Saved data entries
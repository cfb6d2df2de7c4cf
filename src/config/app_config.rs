use std::time::Duration;

use serde::Deserialize;

use crate::domain::ingestion::{ChunkingConfig, IngestionConfig};
use crate::domain::query::{GenerationOptions, QueryConfig};
use crate::domain::DomainError;
use crate::infrastructure::embedding::{
    EmbeddingProviderConfig, DEFAULT_EMBEDDING_MODEL, DEFAULT_HASHING_DIMENSIONS,
};
use crate::infrastructure::index::IndexConfig;
use crate::infrastructure::llm::{LlmProviderConfig, DEFAULT_OLLAMA_BASE_URL, DEFAULT_OLLAMA_MODEL};
use crate::infrastructure::observability::MetricsConfig;

/// Application configuration; every section has defaults, so an empty source is valid
#[derive(Debug, Clone, Default, Deserialize)]
#[serde(default)]
pub struct AppConfig {
    pub server: ServerConfig,
    pub logging: LoggingConfig,
    pub metrics: MetricsConfig,
    pub embedding: EmbeddingSection,
    pub llm: LlmSection,
    pub chunking: ChunkingSection,
    pub index: IndexConfig,
    pub retrieval: RetrievalSection,
    pub prompt: PromptSection,
    pub ingestion: IngestionSection,
    pub query: QuerySection,
}

#[derive(Debug, Clone, Deserialize)]
#[serde(default)]
pub struct ServerConfig {
    pub host: String,
    pub port: u16,
    /// Upper bound on a whole multipart upload
    pub max_upload_bytes: usize,
    /// Text returned by `GET /greet`
    pub greeting: String,
}

#[derive(Debug, Clone, Deserialize)]
#[serde(default)]
pub struct LoggingConfig {
    pub level: String,
    pub format: LogFormat,
}

#[derive(Debug, Clone, Deserialize, Default, PartialEq, Eq)]
#[serde(rename_all = "lowercase")]
pub enum LogFormat {
    #[default]
    Pretty,
    Json,
}

#[derive(Debug, Clone, Copy, Deserialize, Default, PartialEq, Eq)]
#[serde(rename_all = "lowercase")]
pub enum EmbeddingBackend {
    #[default]
    Ollama,
    /// Local feature hashing; needs no model server
    Hashing,
}

#[derive(Debug, Clone, Deserialize)]
#[serde(default)]
pub struct EmbeddingSection {
    pub provider: EmbeddingBackend,
    pub base_url: String,
    pub model: String,
    pub dimensions: Option<usize>,
    pub timeout_secs: u64,
    /// Chunks per embedding request
    pub batch_size: usize,
    /// Embedding requests in flight per document
    pub concurrency: usize,
}

#[derive(Debug, Clone, Deserialize)]
#[serde(default)]
pub struct LlmSection {
    pub base_url: String,
    pub model: String,
    pub temperature: f32,
    pub max_tokens: u32,
    pub top_p: f32,
    pub top_k: u32,
    pub timeout_secs: u64,
    pub retry_once: bool,
}

#[derive(Debug, Clone, Deserialize)]
#[serde(default)]
pub struct ChunkingSection {
    pub chunk_size: usize,
    pub chunk_overlap: usize,
}

#[derive(Debug, Clone, Deserialize)]
#[serde(default)]
pub struct RetrievalSection {
    pub top_k: usize,
    pub relevance_floor: Option<f32>,
}

#[derive(Debug, Clone, Deserialize)]
#[serde(default)]
pub struct PromptSection {
    pub max_length: usize,
    pub max_history_turns: usize,
}

#[derive(Debug, Clone, Deserialize)]
#[serde(default)]
pub struct IngestionSection {
    pub parse_timeout_secs: u64,
}

#[derive(Debug, Clone, Deserialize)]
#[serde(default)]
pub struct QuerySection {
    pub timeout_secs: u64,
}

impl Default for ServerConfig {
    fn default() -> Self {
        Self {
            host: "0.0.0.0".to_string(),
            port: 8080,
            max_upload_bytes: 100 * 1024 * 1024,
            greeting: "Hello! Upload PDF documents and ask me questions about them.".to_string(),
        }
    }
}

impl Default for LoggingConfig {
    fn default() -> Self {
        Self {
            level: "info".to_string(),
            format: LogFormat::default(),
        }
    }
}

impl Default for EmbeddingSection {
    fn default() -> Self {
        let ingestion = IngestionConfig::default();
        Self {
            provider: EmbeddingBackend::default(),
            base_url: DEFAULT_OLLAMA_BASE_URL.to_string(),
            model: DEFAULT_EMBEDDING_MODEL.to_string(),
            dimensions: None,
            timeout_secs: 60,
            batch_size: ingestion.batch_size,
            concurrency: ingestion.concurrency,
        }
    }
}

impl Default for LlmSection {
    fn default() -> Self {
        let generation = GenerationOptions::default();
        Self {
            base_url: DEFAULT_OLLAMA_BASE_URL.to_string(),
            model: DEFAULT_OLLAMA_MODEL.to_string(),
            temperature: generation.temperature,
            max_tokens: generation.max_tokens,
            top_p: generation.top_p,
            top_k: generation.top_k,
            timeout_secs: 120,
            retry_once: true,
        }
    }
}

impl Default for ChunkingSection {
    fn default() -> Self {
        let chunking = ChunkingConfig::default();
        Self {
            chunk_size: chunking.chunk_size,
            chunk_overlap: chunking.chunk_overlap,
        }
    }
}

impl Default for RetrievalSection {
    fn default() -> Self {
        Self {
            top_k: 6,
            relevance_floor: None,
        }
    }
}

impl Default for PromptSection {
    fn default() -> Self {
        Self {
            max_length: 12_000,
            max_history_turns: 8,
        }
    }
}

impl Default for IngestionSection {
    fn default() -> Self {
        Self {
            parse_timeout_secs: 60,
        }
    }
}

impl Default for QuerySection {
    fn default() -> Self {
        Self { timeout_secs: 300 }
    }
}

impl AppConfig {
    /// `config/default.*`, then `config/local.*`, then `APP__SECTION__KEY` variables
    pub fn load() -> Result<Self, config::ConfigError> {
        let config = config::Config::builder()
            .add_source(config::File::with_name("config/default").required(false))
            .add_source(config::File::with_name("config/local").required(false))
            .add_source(
                config::Environment::with_prefix("APP")
                    .separator("__")
                    .try_parsing(true),
            )
            .build()?;

        config.try_deserialize()
    }

    /// Parse a TOML document on top of the defaults
    pub fn from_toml(source: &str) -> Result<Self, config::ConfigError> {
        config::Config::builder()
            .add_source(config::File::from_str(source, config::FileFormat::Toml))
            .build()?
            .try_deserialize()
    }

    pub fn validate(&self) -> Result<(), DomainError> {
        self.ingestion_config().validate()?;
        self.query_config().validate()?;
        self.index.validate()?;

        if self.embedding.timeout_secs == 0 || self.llm.timeout_secs == 0 {
            return Err(DomainError::configuration("timeouts must be greater than 0"));
        }

        Ok(())
    }

    pub fn embedding_provider_config(&self) -> EmbeddingProviderConfig {
        match self.embedding.provider {
            EmbeddingBackend::Ollama => EmbeddingProviderConfig::Ollama {
                base_url: self.embedding.base_url.clone(),
                model: self.embedding.model.clone(),
                dimensions: self.embedding.dimensions,
            },
            EmbeddingBackend::Hashing => EmbeddingProviderConfig::Hashing {
                dimensions: self.embedding.dimensions.unwrap_or(DEFAULT_HASHING_DIMENSIONS),
            },
        }
    }

    pub fn embedding_timeout(&self) -> Duration {
        Duration::from_secs(self.embedding.timeout_secs)
    }

    pub fn llm_provider_config(&self) -> LlmProviderConfig {
        LlmProviderConfig::Ollama {
            base_url: self.llm.base_url.clone(),
            model: self.llm.model.clone(),
        }
    }

    pub fn llm_timeout(&self) -> Duration {
        Duration::from_secs(self.llm.timeout_secs)
    }

    pub fn ingestion_config(&self) -> IngestionConfig {
        IngestionConfig::new()
            .with_chunk_size(self.chunking.chunk_size)
            .with_chunk_overlap(self.chunking.chunk_overlap)
            .with_batch_size(self.embedding.batch_size)
            .with_concurrency(self.embedding.concurrency)
            .with_parse_timeout_secs(self.ingestion.parse_timeout_secs)
    }

    pub fn query_config(&self) -> QueryConfig {
        let mut config = QueryConfig::new()
            .with_top_k(self.retrieval.top_k)
            .with_max_prompt_length(self.prompt.max_length)
            .with_generation_timeout_secs(self.llm.timeout_secs)
            .with_retry_once(self.llm.retry_once)
            .with_timeout_secs(self.query.timeout_secs);

        config.relevance_floor = self.retrieval.relevance_floor;
        config.max_history_turns = self.prompt.max_history_turns;
        config.generation = GenerationOptions {
            temperature: self.llm.temperature,
            max_tokens: self.llm.max_tokens,
            top_p: self.llm.top_p,
            top_k: self.llm.top_k,
        };
        config
    }
}
use async_trait::async_trait;
use serde::{Deserialize, Serialize};
use std::fmt::Debug;

use crate::domain::ingestion::Chunk;
use crate::domain::DomainError;

/// A chunk selected for a query, with its similarity score
#[derive(Debug, Clone, PartialEq, Serialize, Deserialize)]
pub struct RetrievedChunk {
    pub chunk: Chunk,
    pub score: f32,
}

impl RetrievedChunk {
    pub fn new(chunk: Chunk, score: f32) -> Self {
        Self { chunk, score }
    }
}

/// Chunks relevant to a query, ordered by descending score
#[derive(Debug, Clone, Default, PartialEq, Serialize, Deserialize)]
pub struct RetrievedContext {
    chunks: Vec<RetrievedChunk>,
}

impl RetrievedContext {
    /// Build a context; input is re-sorted by descending score (stable for ties)
    pub fn new(mut chunks: Vec<RetrievedChunk>) -> Self {
        chunks.sort_by(|a, b| b.score.total_cmp(&a.score));
        Self { chunks }
    }

    pub fn empty() -> Self {
        Self::default()
    }

    pub fn chunks(&self) -> &[RetrievedChunk] {
        &self.chunks
    }

    pub fn len(&self) -> usize {
        self.chunks.len()
    }

    pub fn is_empty(&self) -> bool {
        self.chunks.is_empty()
    }

    /// Drop chunks scoring below `floor`
    pub fn with_floor(self, floor: Option<f32>) -> Self {
        match floor {
            Some(floor) => Self {
                chunks: self
                    .chunks
                    .into_iter()
                    .filter(|c| c.score >= floor)
                    .collect(),
            },
            None => self,
        }
    }
}

impl IntoIterator for RetrievedContext {
    type Item = RetrievedChunk;
    type IntoIter = std::vec::IntoIter<RetrievedChunk>;

    fn into_iter(self) -> Self::IntoIter {
        self.chunks.into_iter()
    }
}

/// Finds the chunks most relevant to a question
#[async_trait]
pub trait Retriever: Send + Sync + Debug {
    /// Top `k` chunks for `query`. An empty index yields an empty context, not an error.
    async fn retrieve(&self, query: &str, k: usize) -> Result<RetrievedContext, DomainError>;
}

#[cfg(test)]
mod tests {
    use super::*;
    use crate::domain::ingestion::{ChunkId, DocumentId};

    fn chunk(doc: &str, ordinal: usize) -> Chunk {
        let document_id = DocumentId::new(doc);
        Chunk {
            id: ChunkId::for_document(&document_id, ordinal),
            document_id,
            filename: format!("{}.pdf", doc),
            ordinal,
            content: format!("chunk {}", ordinal),
            pages: vec![1],
            char_start: 0,
            char_end: 7,
        }
    }

    #[test]
    fn test_context_sorted_by_score() {
        let context = RetrievedContext::new(vec![
            RetrievedChunk::new(chunk("a", 0), 0.2),
            RetrievedChunk::new(chunk("a", 1), 0.9),
            RetrievedChunk::new(chunk("b", 0), 0.5),
        ]);

        let scores: Vec<f32> = context.chunks().iter().map(|c| c.score).collect();
        assert_eq!(scores, vec![0.9, 0.5, 0.2]);
        let documents: Vec<&str> = context
            .chunks()
            .iter()
            .map(|c| c.chunk.document_id.as_str())
            .collect();
        assert_eq!(documents, vec!["a", "b", "a"]);
    }

    #[test]
    fn test_floor_filters_low_scores() {
        let context = RetrievedContext::new(vec![
            RetrievedChunk::new(chunk("a", 0), 0.2),
            RetrievedChunk::new(chunk("a", 1), 0.9),
        ]);

        assert_eq!(context.clone().with_floor(None).len(), 2);
        let floored = context.with_floor(Some(0.5));
        assert_eq!(floored.len(), 1);
        assert_eq!(floored.chunks()[0].chunk.ordinal, 1);
    }
}
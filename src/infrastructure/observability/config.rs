//! Metrics configuration

use serde::Deserialize;

/// Prometheus metrics configuration
#[derive(Debug, Clone, Deserialize)]
pub struct MetricsConfig {
    /// Enable the Prometheus exporter
    #[serde(default = "default_true")]
    pub enabled: bool,
    /// Metrics endpoint path
    #[serde(default = "default_metrics_path")]
    pub path: String,
}

fn default_true() -> bool {
    true
}

fn default_metrics_path() -> String {
    "/metrics".to_string()
}

impl Default for MetricsConfig {
    fn default() -> Self {
        Self {
            enabled: true,
            path: default_metrics_path(),
        }
    }
}
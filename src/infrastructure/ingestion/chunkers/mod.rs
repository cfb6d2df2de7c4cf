//! Chunking strategy implementations

mod sliding_window;

pub use sliding_window::SlidingWindowChunker;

TASK ITEM: Give the lines again, exactly as they stand, from the beginning of the data through the line with "use crate::infrastructure::observability::MetricsConfig;".

RESPONSE TO THE EXERCISE:
repository cfb6d2df2de7c4cf
filename src/config/app_config.rs
use std::time::Duration;

use serde::Deserialize;

use crate::domain::ingestion::{ChunkingConfig, IngestionConfig};
use crate::domain::query::{GenerationOptions, QueryConfig};
use crate::domain::DomainError;
use crate::infrastructure::embedding::{
    EmbeddingProviderConfig, DEFAULT_EMBEDDING_MODEL, DEFAULT_HASHING_DIMENSIONS,
};
use crate::infrastructure::index::IndexConfig;
use crate::infrastructure::llm::{LlmProviderConfig, DEFAULT_OLLAMA_BASE_URL, DEFAULT_OLLAMA_MODEL};
use crate::infrastructure::observability::MetricsConfig;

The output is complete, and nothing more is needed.